Quotes for
the Journey:

Prejudice



Prejudices are the refuge of those
who cannot think for themselves.

Comtesse Diane

   

Prejudices, it is well known, are most difficult to eradicate from the heart whose soil has never been loosened or fertilized by education; they grow there, firm as weeds among stones.       -Charlotte Bronte

   

Prejudice is the conjuror of imaginary wrongs, strangling truth, over-powering reason, making strong people weak, and weak people weaker.  God gave us the large-hearted charity which "beareth all things, believeth all things, hopeth all things, endureth all things," which "thinketh no evil!"        -John Macduff

   
Prejudice is a seeping, dark stain, I think, more difficult to fight than hatred--which is powerful and violent and somehow more honest.        -Josephine Lawrence
   

Most people wish to be consoled, confirmed.  They want their prejudices reinforced and their structured belief systems validated.  After all, it hurts to think, and it's absolute agony to think twice.       -Jennifer Stone

   
Just as a child is born without fear, so it is born without prejudice.  Prejudice, like fear, is acquired.       -Marie Killilea
    
Those who are possessed with a prejudice are possessed with a devil, and one of the worst kinds of devils, for it shuts out the truth, and often leads to ruinous error.       -Tryon Edwards
    
Prejudices are the chains forged by ignorance to keep people apart.        -Countess of Blessington

Too many of our prejudices are like pyramids upside down.  They rest on tiny, trivial incidents, but they spread upward and outward until they fill our minds.        -William McChesney Martin
   
I was climbing up a mountain-path
With many things to do,
Important business of my own,
And other people's too,
When I ran against a Prejudice
That quite cut off the view.

Charlotte Perkins Gilman

    
For the most part, we tend to think of prejudice in terms of race, culture, or religion, but the word has much deeper significance than just the dislike of people with different skin colors or religious practices than us.  The term itself refers to a "pre-judgment," or judging a person or culture or object before one knows anything about it on an individual level.  It's a judgment made with really no knowledge at all about the individual or culture; thus, it's a judgment made in ignorance.

Most people who tend towards prejudiced judgments make their decisions based on incomplete knowledge, or they generalize a great deal.  A person who is prejudiced against Asians because a young Asian man insulted him two years ago is generalizing that one person's actions to an entire group of people, thinking that all Asians are the same as the one who insulted him.  The African-American who despises white people because his or her father was treated poorly by whites are judging all people with white skin to be the same as the people who hurt his or her parents.  The Christian who slanders Moslems because they don't believe the same things that he or she does is judging those people based on his or her own belief system, and is not looking at them as human beings who have grown up with their own systems of belief.

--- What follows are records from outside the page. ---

use super::client::SessionClient;
use crate::ui::SessionView;
use anyhow::{Context, Result};
use tokio::sync::{mpsc, watch};
use tokio::task::JoinHandle;
use tracing::{debug, info};

/// UI command for the driver
#[derive(Debug, Clone, Copy, PartialEq, Eq)]
pub enum Command {
    Start,
    Stop,
    /// Stop any live session and exit the driver loop
    Shutdown,
}

#[derive(Debug, PartialEq, Eq)]
enum Flow {
    Continue,
    Exit,
}

/// Cloneable front end to a running [`SessionDriver`]
#[derive(Clone)]
pub struct SessionHandle {
    commands: mpsc::Sender<Command>,
    views: watch::Receiver<SessionView>,
}

impl SessionHandle {
    pub async fn start(&self) -> Result<()> {
        self.send(Command::Start).await
    }

    pub async fn stop(&self) -> Result<()> {
        self.send(Command::Stop).await
    }

    pub async fn shutdown(&self) -> Result<()> {
        self.send(Command::Shutdown).await
    }

    async fn send(&self, command: Command) -> Result<()> {
        self.commands
            .send(command)
            .await
            .context("Session driver is no longer running")
    }

    /// Receiver that is notified on every state change
    pub fn subscribe(&self) -> watch::Receiver<SessionView> {
        self.views.clone()
    }

    /// Latest published view
    pub fn view(&self) -> SessionView {
        self.views.borrow().clone()
    }
}

/// Runs a [`SessionClient`] on a single task
///
/// UI commands and realtime events are both consumed here, one at a time,
/// so start, stop and disconnect handling never interleave.
pub struct SessionDriver {
    client: SessionClient,
    commands: mpsc::Receiver<Command>,
    views: watch::Sender<SessionView>,
}

impl SessionDriver {
    pub fn new(client: SessionClient) -> (Self, SessionHandle) {
        let (command_tx, command_rx) = mpsc::channel(16);
        let (view_tx, view_rx) = watch::channel(client.view());

        let driver = Self {
            client,
            commands: command_rx,
            views: view_tx,
        };
        let handle = SessionHandle {
            commands: command_tx,
            views: view_rx,
        };

        (driver, handle)
    }

    /// Spawn the driver loop. The join handle yields the client back.
    pub fn spawn(client: SessionClient) -> (SessionHandle, JoinHandle<SessionClient>) {
        let (driver, handle) = Self::new(client);
        (handle, tokio::spawn(driver.run()))
    }

    pub async fn run(mut self) -> SessionClient {
        info!("Session driver started");

        loop {
            tokio::select! {
                command = self.commands.recv() => match command {
                    Some(Command::Start) => {
                        if self.start().await == Flow::Exit {
                            break;
                        }
                    }
                    Some(Command::Stop) => self.client.stop().await,
                    Some(Command::Shutdown) | None => {
                        self.client.stop().await;
                        self.publish();
                        break;
                    }
                },
                event = self.client.next_event() => {
                    debug!("Realtime event: {:?}", event);
                    self.client.handle_event(event).await;
                }
            }

            self.publish();
        }

        info!("Session driver stopped");
        self.client
    }

    /// Run a start while still taking commands
    ///
    /// The cleared view is published before the token fetch. `Stop`
    /// abandons the attempt, `Shutdown` abandons it and ends the loop.
    async fn start(&mut self) -> Flow {
        let Some(mut pending) = self.client.begin_start() else {
            return Flow::Continue;
        };
        self.publish();

        loop {
            tokio::select! {
                outcome = &mut pending => {
                    self.client.finish_start(outcome);
                    return Flow::Continue;
                }
                command = self.commands.recv() => match command {
                    Some(Command::Start) => debug!("Start already in progress"),
                    Some(Command::Stop) => {
                        info!("Start abandoned by stop");
                        return Flow::Continue;
                    }
                    Some(Command::Shutdown) | None => {
                        info!("Start abandoned by shutdown");
                        self.publish();
                        return Flow::Exit;
                    }
                },
            }
        }
    }

    fn publish(&self) {
        let view = self.client.view();
        self.views.send_if_modified(|current| {
            if *current == view {
                false
            } else {
                *current = view;
                true
            }
        });
    }
}
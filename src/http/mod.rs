//! HTTP API server for the token broker
//!
//! - POST /api/get-access-token - Exchange the server-held key for a session token
//! - GET /health - Health check

mod handlers;
mod routes;
mod state;

pub use routes::create_router;
pub use state::AppState;

use anyhow::{Context, Result};
use tracing::info;

/// Bind `addr` and serve the router until the process is stopped
pub async fn serve(addr: &str, state: AppState) -> Result<()> {
    let listener = tokio::net::TcpListener::bind(addr)
        .await
        .with_context(|| format!("Failed to bind {}", addr))?;

    info!("Token broker listening on {}", listener.local_addr()?);

    axum::serve(listener, create_router(state))
        .await
        .context("HTTP server error")
}
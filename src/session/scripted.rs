use super::config::StartSessionRequest;
use super::provider::{RealtimeEvent, RealtimeProvider, RealtimeSession};
use super::token::SessionToken;
use anyhow::{bail, Context, Result};
use std::path::Path;
use std::time::Duration;
use tokio::sync::mpsc;
use tokio::task::JoinHandle;
use tracing::info;

/// Realtime provider that replays transcript lines instead of capturing audio
///
/// Each non-empty line becomes one transcription chunk, pushed at a fixed
/// interval once the microphone is activated.
#[derive(Debug, Clone)]
pub struct ScriptedProvider {
    lines: Vec<String>,
    interval: Duration,
    disconnect_at_end: bool,
}

impl ScriptedProvider {
    pub fn new(lines: Vec<String>, interval: Duration) -> Self {
        Self {
            lines,
            interval,
            disconnect_at_end: false,
        }
    }

    /// Load lines from a text file
    pub fn from_file<P: AsRef<Path>>(path: P, interval: Duration) -> Result<Self> {
        let path = path.as_ref();
        let contents = std::fs::read_to_string(path)
            .with_context(|| format!("Failed to read script {}", path.display()))?;

        let lines = contents
            .lines()
            .map(str::trim)
            .filter(|line| !line.is_empty())
            .map(String::from)
            .collect();

        Ok(Self::new(lines, interval))
    }

    /// Push a disconnect event after the last line
    pub fn with_disconnect_at_end(mut self, disconnect: bool) -> Self {
        self.disconnect_at_end = disconnect;
        self
    }

    pub fn lines(&self) -> &[String] {
        &self.lines
    }
}

#[async_trait::async_trait]
impl RealtimeProvider for ScriptedProvider {
    async fn create_session(
        &self,
        token: SessionToken,
    ) -> Result<(Box<dyn RealtimeSession>, mpsc::Receiver<RealtimeEvent>)> {
        if token.as_str().is_empty() {
            bail!("Session token is empty");
        }

        let (events_tx, events_rx) = mpsc::channel(64);
        let session = ScriptedSession {
            lines: self.lines.clone(),
            interval: self.interval,
            disconnect_at_end: self.disconnect_at_end,
            events: Some(events_tx),
            started: false,
            feeder: None,
        };

        Ok((Box::new(session), events_rx))
    }

    fn name(&self) -> &str {
        "scripted"
    }
}

struct ScriptedSession {
    lines: Vec<String>,
    interval: Duration,
    disconnect_at_end: bool,
    events: Option<mpsc::Sender<RealtimeEvent>>,
    started: bool,
    feeder: Option<JoinHandle<()>>,
}

#[async_trait::async_trait]
impl RealtimeSession for ScriptedSession {
    async fn start(&mut self, request: &StartSessionRequest) -> Result<()> {
        info!(
            "Scripted session started (avatar={}, stt={}, language={})",
            request.avatar_name,
            request.stt_settings.provider.as_str(),
            request.stt_settings.language
        );
        self.started = true;
        Ok(())
    }

    async fn start_voice_chat(&mut self) -> Result<()> {
        if !self.started {
            bail!("Session not started");
        }
        if self.feeder.is_some() {
            return Ok(());
        }
        let Some(events) = self.events.clone() else {
            bail!("Session already ended");
        };

        let lines = self.lines.clone();
        let interval = self.interval;
        let disconnect_at_end = self.disconnect_at_end;

        self.feeder = Some(tokio::spawn(async move {
            for line in lines {
                tokio::time::sleep(interval).await;
                let chunk = RealtimeEvent::TranscriptChunk { message: line };
                if events.send(chunk).await.is_err() {
                    return;
                }
            }

            if disconnect_at_end {
                let _ = events
                    .send(RealtimeEvent::Disconnected {
                        reason: "script finished".to_string(),
                    })
                    .await;
            }
        }));

        Ok(())
    }

    fn close_voice_chat(&mut self) {
        if let Some(feeder) = self.feeder.take() {
            feeder.abort();
        }
    }

    async fn stop(&mut self) -> Result<()> {
        self.close_voice_chat();
        self.events = None;
        self.started = false;
        info!("Scripted session ended");
        Ok(())
    }
}
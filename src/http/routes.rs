use super::handlers;
use super::state::AppState;
use axum::{
    routing::{get, post},
    Router,
};
use tower_http::trace::TraceLayer;

/// Create the HTTP router with all routes
pub fn create_router(state: AppState) -> Router {
    Router::new()
        // Health check
        .route("/health", get(handlers::health_check))
        // Token exchange
        .route("/api/get-access-token", post(handlers::get_access_token))
        // Add tracing middleware for request logging
        .layer(TraceLayer::new_for_http())
        .with_state(state)
}
use serde::Deserialize;

/// Response body of `POST /v1/streaming.create_token`
///
/// Every level is optional so a malformed success body still deserializes
/// and can be reported as a parse failure.
#[derive(Debug, Default, Deserialize)]
pub struct CreateTokenResponse {
    #[serde(default)]
    pub data: Option<TokenData>,
}

#[derive(Debug, Default, Deserialize)]
pub struct TokenData {
    #[serde(default)]
    pub token: Option<String>,
}

impl CreateTokenResponse {
    /// The token, if present and non-empty
    pub fn into_token(self) -> Option<String> {
        self.data
            .and_then(|d| d.token)
            .filter(|token| !token.is_empty())
    }
}
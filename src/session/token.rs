use super::error::SessionError;
use tracing::{debug, error};

/// Short-lived token authorizing one realtime session. Never persisted.
#[derive(Clone, PartialEq, Eq)]
pub struct SessionToken(String);

impl SessionToken {
    pub fn new(token: impl Into<String>) -> Self {
        Self(token.into())
    }

    pub fn as_str(&self) -> &str {
        &self.0
    }
}

impl std::fmt::Debug for SessionToken {
    fn fmt(&self, f: &mut std::fmt::Formatter<'_>) -> std::fmt::Result {
        f.write_str("SessionToken(<redacted>)")
    }
}

/// Where the session client gets its tokens from
#[async_trait::async_trait]
pub trait TokenSource: Send + Sync {
    async fn fetch_token(&self) -> Result<SessionToken, SessionError>;
}

/// Fetches tokens from the broker's `POST /api/get-access-token`
#[derive(Debug, Clone)]
pub struct HttpTokenSource {
    url: String,
    http: reqwest::Client,
}

impl HttpTokenSource {
    /// `broker_url` is the broker's base URL, e.g. `http://127.0.0.1:3000`
    pub fn new(broker_url: &str) -> Self {
        Self {
            url: format!(
                "{}/api/get-access-token",
                broker_url.trim_end_matches('/')
            ),
            http: reqwest::Client::new(),
        }
    }

    pub fn url(&self) -> &str {
        &self.url
    }
}

#[async_trait::async_trait]
impl TokenSource for HttpTokenSource {
    async fn fetch_token(&self) -> Result<SessionToken, SessionError> {
        debug!("Fetching access token from {}", self.url);

        let res = self.http.post(&self.url).send().await.map_err(|e| {
            error!("Token request failed: {}", e);
            SessionError::TokenFetch(e.to_string())
        })?;

        let status = res.status();
        let body = res
            .text()
            .await
            .map_err(|e| SessionError::TokenFetch(e.to_string()))?;

        if !status.is_success() {
            return Err(SessionError::TokenFetch(body));
        }
        if body.is_empty() {
            return Err(SessionError::TokenFetch("empty token".to_string()));
        }

        Ok(SessionToken::new(body))
    }
}
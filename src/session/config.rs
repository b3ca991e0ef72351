use serde::{Deserialize, Serialize};

/// Speech-to-text engine the realtime provider runs behind the session
#[derive(Debug, Clone, Copy, PartialEq, Eq, Default, Serialize, Deserialize)]
#[serde(rename_all = "lowercase")]
pub enum SttProvider {
    #[default]
    Deepgram,
    Gladia,
}

impl SttProvider {
    pub fn as_str(&self) -> &'static str {
        match self {
            SttProvider::Deepgram => "deepgram",
            SttProvider::Gladia => "gladia",
        }
    }
}

/// Session settings from the `[session]` config section
#[derive(Debug, Clone, Serialize, Deserialize)]
pub struct SessionSettings {
    /// Avatar to attach the session to (a session always needs one)
    pub avatar_name: String,

    /// Transcription engine
    pub stt_provider: SttProvider,

    /// Spoken language code, e.g. "hi" or "en"
    pub language: String,
}

impl Default for SessionSettings {
    fn default() -> Self {
        Self {
            avatar_name: "default".to_string(),
            stt_provider: SttProvider::Deepgram,
            language: "hi".to_string(),
        }
    }
}

impl SessionSettings {
    pub fn start_request(&self) -> StartSessionRequest {
        StartSessionRequest {
            avatar_name: self.avatar_name.clone(),
            stt_settings: SttSettings {
                provider: self.stt_provider,
                language: self.language.clone(),
            },
        }
    }
}

/// Payload handed to [`RealtimeSession::start`](super::RealtimeSession::start)
#[derive(Debug, Clone, PartialEq, Eq, Serialize, Deserialize)]
#[serde(rename_all = "camelCase")]
pub struct StartSessionRequest {
    pub avatar_name: String,
    pub stt_settings: SttSettings,
}

#[derive(Debug, Clone, PartialEq, Eq, Serialize, Deserialize)]
pub struct SttSettings {
    pub provider: SttProvider,
    pub language: String,
}
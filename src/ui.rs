//! Console rendering of the session state

use serde::Serialize;
use std::fmt;

/// What the UI shows for a session client
#[derive(Debug, Clone, Default, PartialEq, Eq, Serialize)]
pub struct SessionView {
    pub listening: bool,
    pub error: Option<String>,
    pub transcript: String,
}

impl SessionView {
    pub fn status_label(&self) -> &'static str {
        if self.listening {
            "LISTENING"
        } else {
            "INACTIVE"
        }
    }

    pub fn start_enabled(&self) -> bool {
        !self.listening
    }

    pub fn stop_enabled(&self) -> bool {
        self.listening
    }
}

impl fmt::Display for SessionView {
    fn fmt(&self, f: &mut fmt::Formatter<'_>) -> fmt::Result {
        let control = |enabled: bool| if enabled { "enabled" } else { "disabled" };

        writeln!(
            f,
            "[Start Listening: {}] [Stop Listening: {}]",
            control(self.start_enabled()),
            control(self.stop_enabled())
        )?;
        writeln!(f, "Status: {}", self.status_label())?;
        if let Some(error) = &self.error {
            writeln!(f, "Error: {}", error)?;
        }
        write!(f, "Transcribed Text: ")?;
        if self.transcript.is_empty() {
            write!(f, "...")
        } else {
            write!(f, "{}", self.transcript)
        }
    }
}

#[cfg(test)]
mod tests {
    use super::*;

    #[test]
    fn test_idle_view() {
        let view = SessionView::default();
        let rendered = view.to_string();

        assert!(view.start_enabled());
        assert!(!view.stop_enabled());
        assert!(rendered.contains("Status: INACTIVE"));
        assert!(rendered.ends_with("Transcribed Text: ..."));
        assert!(!rendered.contains("Error:"));
    }

    #[test]
    fn test_listening_view_with_error() {
        let view = SessionView {
            listening: true,
            error: Some("boom".to_string()),
            transcript: "hello world".to_string(),
        };
        let rendered = view.to_string();

        assert!(!view.start_enabled());
        assert!(view.stop_enabled());
        assert!(rendered.contains("Status: LISTENING"));
        assert!(rendered.contains("Error: boom"));
        assert!(rendered.ends_with("Transcribed Text: hello world"));
    }
}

There is no doubt about it:  prejudice is easy.  Developing a prejudiced perspective of the world makes virtually everything black and white, with no room at all for shades of grey.  People are good or bad, and prejudiced people don't have to think further or learn more about anyone--their minds are already made up, and that's all there is to it.  Prejudice in some ways is a form of mental and emotional laziness, and in other ways it's a huge barrier that people use to hide behind, trying to eliminate threats to their feelings of safety and well being.

Prejudice becomes dangerous when people try to get others to share it.  I may be prejudiced against people with green skin, but as long as I keep that prejudice to myself it hurts no one but me.  Once I start to talk to my neighbor, though, and try to convince her that all green-skinned people are bad, then I'm causing harm.  And when we start talking about what we should do about the "problem" of green-skinned people, then we become truly dangerous.  In order to give ourselves credibility, we distort reality, we stretch facts, and we ignore the truth about the greenskins, just to make our case against them stronger.

At its most basic, prejudice is our willingness to believe bad about others without finding out the truth.  And my prejudice against greenskins means that I'm going to close myself off from learning from them, I'm going to deprive myself of what they have to share with me, and I'm going to live in fear of the greenskins becoming stronger than me and doing something horrible to me to pay me back for the way I feel about them.  That's no way to live a life, and by allowing my prejudices to control how I treat others, I'm dooming myself to continued ignorance and future fears.

The way to battle prejudice--in ourselves and in others--is simple.  We must educate ourselves as to the true nature of all people.  Individuals do not accurately represent any racial, religious, or cultural group, and we're taking the easy and lazy way out if we allow ourselves to define others by the actions of very few.